Commentary Purg XXVIII 43-48

Dante sees that Matelda is 'in love' and wants to understand what she is singing.  The response of Venturi (DDP Venturi.Purg.XXVIII.43) indicates that the current debate was already in progress nearly 300 years ago.  He takes Matelda to be singing 'of divine love and not, as some ignorant fools understand, of the bestial kind.'  However, many commentators, aroused by the sensual tone of the protagonist's responses, disagree.

      The first major use of Guido Cavalcanti's poem, 'In un boschetto trova' pasturella' (In a little wood I came upon a shepherd girl), to amplify the meaning of this scene was made by Charles Singleton (Sing.1958.1), pp. 214-16, even if he was not the first to call attention to its importance here (see Scartazzini [DDP Scartazzini.Purg.XXIX.1]).  This ballata is in a genre worked previously by dozens of French and Provençal poets, a genre in which poets who more usually wrote songs about unattainable ladies had their 'revenge,' as it were.  The pastourelle or pastorella (the genre is named for the willing and socially unimportant shepherdess it celebrates) generally, as in Cavalcanti's lyric, has a high-born protagonist ride into a clearing in a wood where he finds a lovely and willing young woman who gives him sexual pleasure at his merest request (indeed, in Cavalcanti's poem, it is she who proposes the amorous encounter to him).  Any study of this ballata makes it immediately clear that Dante had it on his mind as he composed this canto.  But see Poggioli (Pogg.1962.1), who only gingerly accepts the likelihood of so contemporary and erotic a connection, since he is more interested in the more sedate influence of the classical tradition of the locus amoenus (pleasant place, the pastoral escape from 'civilization').  And see, opposing the view that Matelda is a 'pastorella' in any meaningful way, Grimaldi Pizzorno (Grim.1994.1).  See also Chiamenti (Chia.1999.2), who argues that the generic identity of the lyric moment is better understood as reflecting the reverdie than the pastourelle.  It nonetheless clearly reflects a very particular poem of Guido Cavalcanti that happens to be a pastorella, as Barolini recognizes (Baro.1984.1), pp. 148-53.  For a wider sense of the generic classifications of the pastourelle see Cepraga (Cepr.2000.1).

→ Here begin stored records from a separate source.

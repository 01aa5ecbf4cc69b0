//! Print the OpenAPI document as JSON.

use std::io::Write;

use postboard::doc::ApiDoc;
use utoipa::OpenApi;

fn main() -> std::io::Result<()> {
    let json = ApiDoc::openapi()
        .to_pretty_json()
        .map_err(std::io::Error::other)?;
    let mut stdout = std::io::stdout().lock();
    writeln!(stdout, "{json}")
}
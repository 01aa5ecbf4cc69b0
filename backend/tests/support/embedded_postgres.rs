//! Database lifecycle helpers for the embedded PostgreSQL cluster.
//!
//! Database creation goes through `postgres` because `DROP DATABASE` cannot
//! run inside the transaction Diesel would open. Schema setup reuses the
//! crate's embedded migrations so tests never drift from production DDL.

use std::path::PathBuf;

use pg_embedded_setup_unpriv::TestCluster;
use postboard::outbound::persistence::run_pending_migrations;
use postgres::{Client, NoTls};

use super::format_postgres_error;

const ADMIN_DATABASE: &str = "postgres";

/// Drop and recreate `name` on `cluster`.
pub fn reset_database(cluster: &TestCluster, name: &str) -> Result<(), String> {
    let admin_url = cluster.connection().database_url(ADMIN_DATABASE);
    let mut client =
        Client::connect(&admin_url, NoTls).map_err(|err| format_postgres_error(&err))?;
    client
        .batch_execute(&format!("DROP DATABASE IF EXISTS \"{name}\" WITH (FORCE)"))
        .map_err(|err| format_postgres_error(&err))?;
    client
        .batch_execute(&format!("CREATE DATABASE \"{name}\""))
        .map_err(|err| format_postgres_error(&err))?;
    Ok(())
}

/// Apply every embedded migration to the database at `url`.
pub fn migrate_schema(url: &str) -> Result<(), String> {
    run_pending_migrations(url)
        .map(|_| ())
        .map_err(|err| err.to_string())
}

/// Execute `tests/fixtures/sql/<file>` against the database at `url`.
pub fn load_sql_fixture(url: &str, file: &str) -> Result<(), String> {
    let path = PathBuf::from(env!("CARGO_MANIFEST_DIR"))
        .join("tests")
        .join("fixtures")
        .join("sql")
        .join(file);
    let script = std::fs::read_to_string(&path)
        .map_err(|err| format!("read {}: {err}", path.display()))?;
    let mut client = Client::connect(url, NoTls).map_err(|err| format_postgres_error(&err))?;
    client
        .batch_execute(&script)
        .map_err(|err| format!("{file}: {}", format_postgres_error(&err)))
}
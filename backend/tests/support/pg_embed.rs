//! Bootstrap an embedded PostgreSQL cluster for integration tests.
//!
//! `pg-embed-setup-unpriv` installs into `/var/tmp` unless `PG_RUNTIME_DIR`
//! and `PG_DATA_DIR` are set. When either is missing, both are pointed at a
//! unique directory under the cargo target dir for the duration of the
//! bootstrap. Environment mutation is serialised through a process-wide lock.

use std::path::PathBuf;
use std::sync::{Mutex, OnceLock};
use std::time::Duration;

use pg_embedded_setup_unpriv::TestCluster;
use uuid::Uuid;

static BOOTSTRAP_LOCK: OnceLock<Mutex<()>> = OnceLock::new();

const MAX_RETRIES: u32 = 3;
const RETRY_DELAY_MS: u64 = 500;

fn target_dir() -> PathBuf {
    std::env::var_os("CARGO_TARGET_DIR").map_or_else(
        || {
            PathBuf::from(env!("CARGO_MANIFEST_DIR"))
                .join("..")
                .join("target")
        },
        PathBuf::from,
    )
}

fn unique_dirs() -> std::io::Result<(PathBuf, PathBuf)> {
    let base = target_dir()
        .join("pg-embed")
        .join(format!("postboard-{}-{}", std::process::id(), Uuid::new_v4()));
    let runtime_dir = base.join("install");
    let data_dir = base.join("data");
    std::fs::create_dir_all(&runtime_dir)?;
    std::fs::create_dir_all(&data_dir)?;
    Ok((runtime_dir, data_dir))
}

/// Binary downloads fail intermittently when suites run in parallel.
fn is_transient(err: &str) -> bool {
    let err = err.to_lowercase();
    [
        "error decoding response body",
        "connection reset",
        "connection refused",
        "timed out",
        "timeout",
        "dns error",
    ]
    .iter()
    .any(|pattern| err.contains(pattern))
}

/// Start a [`TestCluster`], retrying transient download failures with
/// exponential backoff.
pub fn test_cluster() -> Result<TestCluster, String> {
    let _bootstrap = BOOTSTRAP_LOCK
        .get_or_init(|| Mutex::new(()))
        .lock()
        .unwrap_or_else(|err| err.into_inner());

    let needs_override =
        std::env::var_os("PG_RUNTIME_DIR").is_none() || std::env::var_os("PG_DATA_DIR").is_none();
    let _env = if needs_override {
        let (runtime_dir, data_dir) = unique_dirs().map_err(|err| err.to_string())?;
        Some(env_lock::lock_env([
            (
                "PG_RUNTIME_DIR",
                Some(runtime_dir.to_string_lossy().into_owned()),
            ),
            ("PG_DATA_DIR", Some(data_dir.to_string_lossy().into_owned())),
        ]))
    } else {
        None
    };

    let mut last_error = String::new();
    for attempt in 0..=MAX_RETRIES {
        match TestCluster::new() {
            Ok(cluster) => return Ok(cluster),
            Err(err) => {
                last_error = format!("{err:?}");
                if attempt == MAX_RETRIES || !is_transient(&last_error) {
                    break;
                }
                let delay = Duration::from_millis(RETRY_DELAY_MS << attempt);
                eprintln!("pg-embed: transient bootstrap failure, retrying in {delay:?}: {last_error}");
                std::thread::sleep(delay);
            }
        }
    }
    Err(last_error)
}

      Awareness of Cavalcanti's poem as germane to Dante began with the Anonimo Fiorentino (DDP Fiorentino.Purg.XI.97-99), who merely mentions the poem in his note detailing Cavalcanti's works.  Gregorio Di Siena (DDP Siena.Inf.II.55) was the first to point out that the opening line of the next canto ([Purg XXIX 1]), 'Cantando come donna innamorata' (like a lady touched by love she sang), derived from Guido's pastorella, the verse 'cantava come fosse 'nnamorata'; he also argued that Dante had already cited the second verse of Guido's pastorella in Virgil's description of Beatrice in Inferno II.  If he is correct, Dante would then have borrowed Guido's frankly sensual portrait of a young woman to describe ladies of a far more spiritual inclination.  Scartazzini (DDP Scartazzini.Purg.XXIX.1) was the first to suggest that many elements of Cavalcanti's poem were active participants, as it were, in Purgatorio XXVIII.  Bosco (DDP Bosco.Purg.XXVIII.63-68) offers the fullest treatment found in the commentaries, but does not acknowledge his predecessors.

      Once we see Guido's poem behind Dante's we can also discern an authorial strategy behind its presence.  Matelda does not come as a shepherdess, but as the unfallen Eve, virginal, upright, completely uninterested in sex.  It is the protagonist, his head full of Cavalcantian sexuality, who imagines that she is in love with him, just like a pretty pastorella.  It will take him some time to discover the wrongness of his view of her, and some of his readers have yet to make that discovery.  For the view that Dante's sexual desire for Matelda is 'innocent and happy' see Dronke (Dron.2001.1), pp. 94-95.  Kirkham (Kirk.1993.1), p. 424, also believes that she represents sensual love (she is 'thoroughly sensual and Venerean').